Exercise goal:
Work through the listing below, copying each line that carries the word "Info".
===== The records
//! Library side of the `laravel-docs` command.

pub mod config;
pub mod inspect;
pub mod logging;
pub mod types;
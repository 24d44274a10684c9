//! [`ScrollHost`] over the browser window.

use std::rc::Rc;

use docs_model::{Anchor, SectionGroup};
use tracing::warn;
use wasm_bindgen::JsCast;
use wasm_bindgen::closure::Closure;
use web_sys::{
    Document, Element, HtmlElement, ScrollIntoViewOptions, ScrollToOptions, Window,
};

use crate::scroll_spy::ScrollSpyBinding;
use crate::sidebar::group_has_active;
use crate::viewport::{ScrollBehavior, ScrollHost};

fn to_web(behavior: ScrollBehavior) -> web_sys::ScrollBehavior {
    match behavior {
        ScrollBehavior::Smooth => web_sys::ScrollBehavior::Smooth,
        ScrollBehavior::Instant => web_sys::ScrollBehavior::Instant,
    }
}

/// The page's `window`.
#[derive(Debug, Clone)]
pub struct WindowScrollHost {
    window: Window,
    document: Document,
}

/// Registered `scroll` handler. Keeps the JS closure alive until removed.
pub struct WindowListener {
    closure: Closure<dyn FnMut()>,
}

impl WindowScrollHost {
    /// `None` outside a browsing context.
    pub fn new() -> Option<Self> {
        let window = web_sys::window()?;
        let document = window.document()?;
        Some(Self { window, document })
    }

    fn element(&self, id: &str) -> Option<HtmlElement> {
        self.document
            .get_element_by_id(id)?
            .dyn_into::<HtmlElement>()
            .ok()
    }

    fn query_all(&self, selector: &str) -> Vec<Element> {
        let Ok(nodes) = self.document.query_selector_all(selector) else {
            warn!(selector, "invalid selector");
            return Vec::new();
        };
        (0..nodes.length())
            .filter_map(|index| nodes.item(index))
            .filter_map(|node| node.dyn_into::<Element>().ok())
            .collect()
    }

    /// Mark the menu entries for `active` and the group headers holding it.
    pub fn highlight(&self, active: Option<&str>, groups: &[SectionGroup]) {
        for link in self.query_all("a[data-section]") {
            let section = link.get_attribute("data-section");
            set_class(&link, "active", active.is_some() && section.as_deref() == active);
        }
        for details in self.query_all("details[data-group]") {
            let Some(group_id) = details.get_attribute("data-group") else {
                continue;
            };
            let lit = groups
                .iter()
                .find(|group| group.id == group_id)
                .is_some_and(|group| group_has_active(group, active));
            if let Ok(Some(summary)) = details.query_selector("summary.group-header") {
                set_class(&summary, "active", lit);
            }
        }
    }
}

fn set_class(element: &Element, class: &str, on: bool) {
    if let Err(error) = element.class_list().toggle_with_force(class, on) {
        warn!(?error, class, "failed to update class");
    }
}

impl ScrollHost for WindowScrollHost {
    type Listener = WindowListener;

    fn scroll_y(&self) -> f64 {
        self.window.scroll_y().unwrap_or_default()
    }

    fn offset_top(&self, id: &str) -> Option<f64> {
        self.element(id).map(|element| f64::from(element.offset_top()))
    }

    fn scroll_into_view(&self, id: &str, behavior: ScrollBehavior) -> bool {
        let Some(element) = self.element(id) else {
            return false;
        };
        let options = ScrollIntoViewOptions::new();
        options.set_behavior(to_web(behavior));
        element.scroll_into_view_with_scroll_into_view_options(&options);
        true
    }

    fn scroll_to_top(&self, behavior: ScrollBehavior) {
        let options = ScrollToOptions::new();
        options.set_top(0.0);
        options.set_behavior(to_web(behavior));
        self.window.scroll_to_with_scroll_to_options(&options);
    }

    fn add_scroll_listener(&self, callback: Box<dyn FnMut()>) -> WindowListener {
        let closure = Closure::wrap(callback);
        if let Err(error) = self
            .window
            .add_event_listener_with_callback("scroll", closure.as_ref().unchecked_ref())
        {
            warn!(?error, "failed to register scroll listener");
        }
        WindowListener { closure }
    }

    fn remove_scroll_listener(&self, listener: WindowListener) {
        if let Err(error) = self.window.remove_event_listener_with_callback(
            "scroll",
            listener.closure.as_ref().unchecked_ref(),
        ) {
            warn!(?error, "failed to remove scroll listener");
        }
    }
}

/// Track `anchors` against the window for as long as the binding lives,
/// keeping the menu highlight in step with the active section.
pub fn mount_scroll_spy(
    anchors: Vec<Anchor>,
    groups: Vec<SectionGroup>,
) -> Option<ScrollSpyBinding<WindowScrollHost>> {
    let host = Rc::new(WindowScrollHost::new()?);
    let binding = ScrollSpyBinding::attach(Rc::clone(&host), anchors);
    host.highlight(binding.active_section().as_deref(), &groups);

    let weak = Rc::downgrade(&host);
    binding.on_change(move |active| {
        if let Some(host) = weak.upgrade() {
            host.highlight(active, &groups);
        }
    });
    Some(binding)
}
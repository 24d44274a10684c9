//! Page content tree.
//!
//! A [`Page`] is a list of [`Section`]s, each of which is a list of
//! [`Block`]s. Pages are assembled per PHP version by the content crate and
//! turned into HTML by the renderer; nothing here knows about markup.

use serde::{Deserialize, Serialize};

use crate::anchor::{Anchor, SectionGroup};
use crate::route::Route;

/// A fully assembled page for one PHP version.
#[derive(Debug, Clone, PartialEq, Eq, Serialize, Deserialize)]
pub struct Page {
    pub route: Route,
    /// Document title (`<title>`).
    pub title: String,
    /// Meta description.
    pub description: String,
    pub keywords: Option<String>,
    pub header: Option<PageHeader>,
    /// Content shown before the first section, outside any anchor.
    pub lead: Vec<Block>,
    pub sections: Vec<Section>,
    /// Grouping of the section anchors for the "On this page" menu.
    pub groups: Vec<SectionGroup>,
}

impl Page {
    pub fn new(route: Route, title: impl Into<String>, description: impl Into<String>) -> Self {
        Self {
            route,
            title: title.into(),
            description: description.into(),
            keywords: None,
            header: None,
            lead: Vec::new(),
            sections: Vec::new(),
            groups: Vec::new(),
        }
    }

    #[must_use]
    pub fn with_keywords(mut self, keywords: impl Into<String>) -> Self {
        self.keywords = Some(keywords.into());
        self
    }

    #[must_use]
    pub fn with_header(mut self, header: PageHeader) -> Self {
        self.header = Some(header);
        self
    }

    #[must_use]
    pub fn with_lead(mut self, blocks: Vec<Block>) -> Self {
        self.lead = blocks;
        self
    }

    #[must_use]
    pub fn with_sections(mut self, sections: Vec<Section>) -> Self {
        self.sections = sections;
        self
    }

    #[must_use]
    pub fn with_groups(mut self, groups: Vec<SectionGroup>) -> Self {
        self.groups = groups;
        self
    }

    /// Section anchors in document order.
    pub fn anchors(&self) -> Vec<Anchor> {
        self.sections.iter().map(Section::anchor).collect()
    }

    pub fn section(&self, id: &str) -> Option<&Section> {
        self.sections.iter().find(|section| section.id == id)
    }

    /// Every code block on the page, including ones nested in callouts.
    pub fn code_blocks(&self) -> Vec<&CodeBlock> {
        let mut out = Vec::new();
        collect_code(&self.lead, &mut out);
        for section in &self.sections {
            collect_code(&section.blocks, &mut out);
        }
        out
    }
}

fn collect_code<'a>(blocks: &'a [Block], out: &mut Vec<&'a CodeBlock>) {
    for block in blocks {
        match block {
            Block::Code(code) => out.push(code),
            Block::Callout(callout) => collect_code(&callout.blocks, out),
            _ => {}
        }
    }
}

/// Visual treatment of a page header.
#[derive(Debug, Clone, Copy, PartialEq, Eq, Serialize, Deserialize)]
pub enum HeaderStyle {
    /// Full-height landing hero with a "start reading" link.
    Hero,
    /// Compact centered title block.
    Banner,
}

#[derive(Debug, Clone, PartialEq, Eq, Serialize, Deserialize)]
pub struct PageHeader {
    pub style: HeaderStyle,
    pub title: String,
    pub subtitle: String,
    pub icon: Option<String>,
    pub badges: Vec<String>,
    /// Info strip under the header (e.g. which PHP version is shown).
    pub notice: Option<Vec<Inline>>,
    /// Anchor the "start reading" link scrolls to.
    pub start_anchor: Option<String>,
    /// "Updated" date shown as a live badge.
    pub updated: Option<String>,
}

impl PageHeader {
    pub fn new(style: HeaderStyle, title: impl Into<String>, subtitle: impl Into<String>) -> Self {
        Self {
            style,
            title: title.into(),
            subtitle: subtitle.into(),
            icon: None,
            badges: Vec::new(),
            notice: None,
            start_anchor: None,
            updated: None,
        }
    }

    #[must_use]
    pub fn with_icon(mut self, icon: &str) -> Self {
        self.icon = Some(icon.to_string());
        self
    }

    #[must_use]
    pub fn with_badges(mut self, badges: Vec<String>) -> Self {
        self.badges = badges;
        self
    }

    #[must_use]
    pub fn with_notice(mut self, notice: Vec<Inline>) -> Self {
        self.notice = Some(notice);
        self
    }

    #[must_use]
    pub fn with_start_anchor(mut self, anchor: &str) -> Self {
        self.start_anchor = Some(anchor.to_string());
        self
    }

    #[must_use]
    pub fn with_updated(mut self, date: impl Into<String>) -> Self {
        self.updated = Some(date.into());
        self
    }
}

/// Framing of a section card.
#[derive(Debug, Clone, Copy, Default, PartialEq, Eq, Serialize, Deserialize)]
pub enum SectionVariant {
    #[default]
    Default,
    Warning,
    Info,
}

impl SectionVariant {
    pub fn as_str(&self) -> &'static str {
        match self {
            SectionVariant::Default => "default",
            SectionVariant::Warning => "warning",
            SectionVariant::Info => "info",
        }
    }
}

/// A titled, anchorable region of a page.
#[derive(Debug, Clone, PartialEq, Eq, Serialize, Deserialize)]
pub struct Section {
    pub id: String,
    pub title: String,
    /// Shorter label used in menus; defaults to the title.
    pub nav_label: String,
    /// Lucide icon name.
    pub icon: Option<String>,
    pub variant: SectionVariant,
    pub blocks: Vec<Block>,
}

impl Section {
    pub fn new(id: impl Into<String>, title: impl Into<String>) -> Self {
        let title = title.into();
        Self {
            id: id.into(),
            nav_label: title.clone(),
            title,
            icon: None,
            variant: SectionVariant::Default,
            blocks: Vec::new(),
        }
    }

    #[must_use]
    pub fn nav_label(mut self, label: impl Into<String>) -> Self {
        self.nav_label = label.into();
        self
    }

    #[must_use]
    pub fn icon(mut self, icon: &str) -> Self {
        self.icon = Some(icon.to_string());
        self
    }

    #[must_use]
    pub fn variant(mut self, variant: SectionVariant) -> Self {
        self.variant = variant;
        self
    }

    #[must_use]
    pub fn blocks(mut self, blocks: Vec<Block>) -> Self {
        self.blocks = blocks;
        self
    }

    pub fn anchor(&self) -> Anchor {
        Anchor::new(self.id.clone(), self.nav_label.clone())
    }
}

/// Block-level content.
#[derive(Debug, Clone, PartialEq, Eq, Serialize, Deserialize)]
pub enum Block {
    Paragraph(Vec<Inline>),
    /// De-emphasized paragraph (expected output, hints).
    Note(Vec<Inline>),
    Heading { level: u8, text: String },
    Code(CodeBlock),
    List { ordered: bool, items: Vec<Vec<Inline>> },
    Table(Table),
    Callout(Callout),
}

impl Block {
    /// Paragraph made of a single text run.
    pub fn text(text: impl Into<String>) -> Self {
        Block::Paragraph(vec![Inline::Text(text.into())])
    }

    pub fn note(text: impl Into<String>) -> Self {
        Block::Note(vec![Inline::Text(text.into())])
    }

    pub fn heading(level: u8, text: impl Into<String>) -> Self {
        Block::Heading {
            level,
            text: text.into(),
        }
    }

    /// Shell code block.
    pub fn code(code: impl Into<String>) -> Self {
        Block::Code(CodeBlock::new(code))
    }

    pub fn code_in(language: &str, code: impl Into<String>) -> Self {
        Block::Code(CodeBlock::new(code).with_language(language))
    }

    /// Unordered list of plain-text items.
    pub fn bullets(items: &[&str]) -> Self {
        Block::List {
            ordered: false,
            items: items
                .iter()
                .map(|item| vec![Inline::Text((*item).to_string())])
                .collect(),
        }
    }
}

/// Copyable code sample.
#[derive(Debug, Clone, PartialEq, Eq, Serialize, Deserialize)]
pub struct CodeBlock {
    pub code: String,
    pub language: String,
}

impl CodeBlock {
    pub const DEFAULT_LANGUAGE: &'static str = "bash";

    pub fn new(code: impl Into<String>) -> Self {
        Self {
            code: code.into(),
            language: Self::DEFAULT_LANGUAGE.to_string(),
        }
    }

    #[must_use]
    pub fn with_language(mut self, language: &str) -> Self {
        self.language = language.to_string();
        self
    }
}

#[derive(Debug, Clone, PartialEq, Eq, Serialize, Deserialize)]
pub struct Table {
    pub headers: Vec<String>,
    pub rows: Vec<Vec<Vec<Inline>>>,
}

/// Color/intent of a callout box.
#[derive(Debug, Clone, Copy, PartialEq, Eq, Serialize, Deserialize)]
pub enum Tone {
    Neutral,
    Info,
    Success,
    Warning,
    Danger,
}

impl Tone {
    pub fn as_str(&self) -> &'static str {
        match self {
            Tone::Neutral => "neutral",
            Tone::Info => "info",
            Tone::Success => "success",
            Tone::Warning => "warning",
            Tone::Danger => "danger",
        }
    }
}

#[derive(Debug, Clone, PartialEq, Eq, Serialize, Deserialize)]
pub struct Callout {
    pub tone: Tone,
    pub title: Option<String>,
    pub blocks: Vec<Block>,
}

impl Callout {
    pub fn new(tone: Tone, title: Option<&str>, blocks: Vec<Block>) -> Self {
        Self {
            tone,
            title: title.map(str::to_string),
            blocks,
        }
    }
}

/// Inline text run.
#[derive(Debug, Clone, PartialEq, Eq, Serialize, Deserialize)]
pub enum Inline {
    Text(String),
    Strong(String),
    Emphasis(String),
    Code(String),
    Link { href: String, text: String },
    /// Link to another page of the site, resolved against the version tree
    /// being rendered.
    RouteLink { route: Route, text: String },
}

impl Inline {
    pub fn text(text: impl Into<String>) -> Self {
        Inline::Text(text.into())
    }

    pub fn strong(text: impl Into<String>) -> Self {
        Inline::Strong(text.into())
    }

    pub fn em(text: impl Into<String>) -> Self {
        Inline::Emphasis(text.into())
    }

    pub fn code(text: impl Into<String>) -> Self {
        Inline::Code(text.into())
    }

    pub fn link(href: impl Into<String>, text: impl Into<String>) -> Self {
        Inline::Link {
            href: href.into(),
            text: text.into(),
        }
    }

    pub fn route(route: Route, text: impl Into<String>) -> Self {
        Inline::RouteLink {
            route,
            text: text.into(),
        }
    }
}
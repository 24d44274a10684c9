//! Site configuration.

use serde::{Deserialize, Serialize};

use crate::error::{DocsError, Result};
use crate::version::PhpVersion;

/// Base path baked in at build time, `/` when `DOCS_BASE_PATH` is unset.
pub fn default_base_path() -> &'static str {
    option_env!("DOCS_BASE_PATH").unwrap_or("/")
}

/// Footer contact link.
#[derive(Debug, Clone, PartialEq, Eq, Serialize, Deserialize)]
pub struct SocialLink {
    pub label: String,
    pub href: String,
    /// Human readable handle shown in tooltips.
    pub placeholder: String,
}

impl SocialLink {
    fn new(label: &str, href: &str, placeholder: &str) -> Self {
        Self {
            label: label.to_string(),
            href: href.to_string(),
            placeholder: placeholder.to_string(),
        }
    }
}

/// Settings for a site build. Every field has a default.
#[derive(Debug, Clone, PartialEq, Eq, Serialize, Deserialize)]
#[serde(default)]
pub struct SiteConfig {
    pub site_name: String,
    pub base_path: String,
    /// Version rendered at the root of the output tree.
    pub default_version: PhpVersion,
    pub social_links: Vec<SocialLink>,
}

impl Default for SiteConfig {
    fn default() -> Self {
        Self {
            site_name: "Laravel Server Docs".to_string(),
            base_path: default_base_path().to_string(),
            default_version: PhpVersion::default(),
            social_links: vec![
                SocialLink::new("Facebook", "#", "facebook.com/yourprofile"),
                SocialLink::new("GitHub", "#", "github.com/yourprofile"),
                SocialLink::new("LinkedIn", "#", "linkedin.com/in/yourprofile"),
                SocialLink::new("Email", "mailto:your@email.com", "your@email.com"),
                SocialLink::new("Phone", "tel:+1234567890", "+1 234 567 890"),
            ],
        }
    }
}

impl SiteConfig {
    /// Parse a TOML document; missing keys fall back to defaults.
    pub fn from_toml_str(source: &str) -> Result<Self> {
        toml::from_str(source).map_err(|error| DocsError::Config(error.to_string()))
    }
}

#[cfg(test)]
mod tests {
    use super::*;

    #[test]
    fn empty_document_is_default() {
        let config = SiteConfig::from_toml_str("").unwrap();
        assert_eq!(config, SiteConfig::default());
    }

    #[test]
    fn partial_document_overrides_fields() {
        let config = SiteConfig::from_toml_str(
            r#"
base_path = "/docs/"
default_version = "8.2"

[[social_links]]
label = "GitHub"
href = "https://github.com/me"
placeholder = "github.com/me"
"#,
        )
        .unwrap();
        assert_eq!(config.base_path, "/docs/");
        assert_eq!(config.default_version, PhpVersion::Php82);
        assert_eq!(config.social_links.len(), 1);
        assert_eq!(config.site_name, "Laravel Server Docs");
    }

    #[test]
    fn unknown_version_is_config_error() {
        let err = SiteConfig::from_toml_str("default_version = \"7.4\"").unwrap_err();
        assert!(matches!(err, DocsError::Config(_)));
    }
}
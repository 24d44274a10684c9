//! Layout rules for the integration area.
//!
//! The integration pages share a left tab list and a right "On this page"
//! menu. Child pages publish their anchors into an [`OnThisPage`] registry
//! while they are mounted.

use std::cell::RefCell;
use std::rc::Rc;

use docs_model::{Anchor, Route, SectionGroup};
use tracing::debug;

use crate::viewport::{ScrollBehavior, ScrollHost};

/// Entry in the integration tab list.
#[derive(Debug, Clone, Copy, PartialEq, Eq)]
pub struct IntegrationTab {
    pub id: &'static str,
    pub label: &'static str,
    /// Route the tab links to; `None` for integrations that are not published yet.
    pub route: Option<Route>,
    /// Lucide icon name.
    pub icon: &'static str,
}

impl IntegrationTab {
    pub fn is_coming_soon(&self) -> bool {
        self.route.is_none()
    }
}

pub const INTEGRATION_TABS: [IntegrationTab; 3] = [
    IntegrationTab {
        id: "introduction",
        label: "Introduction",
        route: Some(Route::Integration),
        icon: "home",
    },
    IntegrationTab {
        id: "notifications",
        label: "Notifications",
        route: Some(Route::IntegrationNotifications),
        icon: "bell",
    },
    IntegrationTab {
        id: "email",
        label: "Email",
        route: None,
        icon: "mail",
    },
];

/// Whether a site-relative path is the integration introduction.
pub fn is_integration_home(path: &str) -> bool {
    path == "/integration" || path == "/integration/"
}

/// Whether `tab` is highlighted for the site-relative `path`.
///
/// The introduction tab matches its own path exactly; the others match any
/// path that contains theirs.
pub fn is_tab_active(tab: &IntegrationTab, path: &str) -> bool {
    let Some(route) = tab.route else {
        return false;
    };
    if route == Route::Integration {
        return is_integration_home(path);
    }
    path.contains(route.path()) && route.path() != Route::Integration.path()
}

#[derive(Debug, Default)]
struct Registered {
    sections: Vec<Anchor>,
    groups: Vec<SectionGroup>,
    generation: u64,
}

/// Anchors published by the currently mounted integration page.
#[derive(Debug, Clone, Default)]
pub struct OnThisPage {
    inner: Rc<RefCell<Registered>>,
}

impl OnThisPage {
    pub fn new() -> Self {
        Self::default()
    }

    /// Publish a page's anchors until the returned guard is dropped.
    #[must_use = "dropping the guard clears the menu"]
    pub fn mount(&self, sections: Vec<Anchor>, groups: Vec<SectionGroup>) -> SectionMount {
        let mut inner = self.inner.borrow_mut();
        inner.generation += 1;
        debug!(
            sections = sections.len(),
            groups = groups.len(),
            "mounted on-this-page sections"
        );
        inner.sections = sections;
        inner.groups = groups;
        SectionMount {
            registry: Rc::clone(&self.inner),
            generation: inner.generation,
        }
    }

    pub fn sections(&self) -> Vec<Anchor> {
        self.inner.borrow().sections.clone()
    }

    pub fn groups(&self) -> Vec<SectionGroup> {
        self.inner.borrow().groups.clone()
    }

    /// The right-hand menu is shown for child pages that registered groups.
    pub fn shows_sidebar(&self, path: &str) -> bool {
        !self.inner.borrow().groups.is_empty() && !is_integration_home(path)
    }
}

/// Keeps a page's anchors registered in [`OnThisPage`].
#[derive(Debug)]
pub struct SectionMount {
    registry: Rc<RefCell<Registered>>,
    generation: u64,
}

impl Drop for SectionMount {
    fn drop(&mut self) {
        let mut inner = self.registry.borrow_mut();
        // A newer mount owns the registry now.
        if inner.generation == self.generation {
            inner.sections.clear();
            inner.groups.clear();
        }
    }
}

/// Navigation to a new route starts at the top of the page.
pub fn enter_route<H: ScrollHost + ?Sized>(host: &H) {
    host.scroll_to_top(ScrollBehavior::Instant);
}

#[cfg(test)]
mod tests {
    use super::*;
    use crate::viewport::MemoryViewport;

    fn tab(id: &str) -> &'static IntegrationTab {
        INTEGRATION_TABS
            .iter()
            .find(|tab| tab.id == id)
            .unwrap()
    }

    #[test]
    fn introduction_tab_matches_exact_paths() {
        assert!(is_tab_active(tab("introduction"), "/integration"));
        assert!(is_tab_active(tab("introduction"), "/integration/"));
        assert!(!is_tab_active(tab("introduction"), "/integration/notifications"));
    }

    #[test]
    fn child_tabs_match_contained_paths() {
        assert!(is_tab_active(tab("notifications"), "/integration/notifications"));
        assert!(is_tab_active(tab("notifications"), "/integration/notifications/"));
        assert!(!is_tab_active(tab("notifications"), "/integration"));
    }

    #[test]
    fn coming_soon_tab_is_never_active() {
        let email = tab("email");
        assert!(email.is_coming_soon());
        assert!(!is_tab_active(email, "/integration/email"));
    }

    #[test]
    fn mount_guard_clears_on_drop() {
        let registry = OnThisPage::new();
        let groups = vec![SectionGroup::new(
            "setup",
            "Setup",
            vec![Anchor::new("introduction", "Introduction")],
        )];
        {
            let _mount = registry.mount(groups[0].sections.clone(), groups.clone());
            assert_eq!(registry.sections().len(), 1);
            assert!(registry.shows_sidebar("/integration/notifications"));
            assert!(!registry.shows_sidebar("/integration"));
        }
        assert!(registry.sections().is_empty());
        assert!(!registry.shows_sidebar("/integration/notifications"));
    }

    #[test]
    fn stale_guard_does_not_clear_newer_mount() {
        let registry = OnThisPage::new();
        let first = registry.mount(vec![Anchor::new("a", "A")], Vec::new());
        let _second = registry.mount(vec![Anchor::new("b", "B")], Vec::new());
        drop(first);
        assert_eq!(registry.sections(), vec![Anchor::new("b", "B")]);
    }

    #[test]
    fn entering_route_scrolls_to_top() {
        let viewport = MemoryViewport::new();
        viewport.scroll_to(900.0);
        enter_route(&viewport);
        assert_eq!(viewport.scroll_y(), 0.0);
    }
}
==========
Final answer:
    /// Info strip under the header (e.g. which PHP version is shown).
    Info,
            SectionVariant::Info => "info",
    Info,
            Tone::Info => "info",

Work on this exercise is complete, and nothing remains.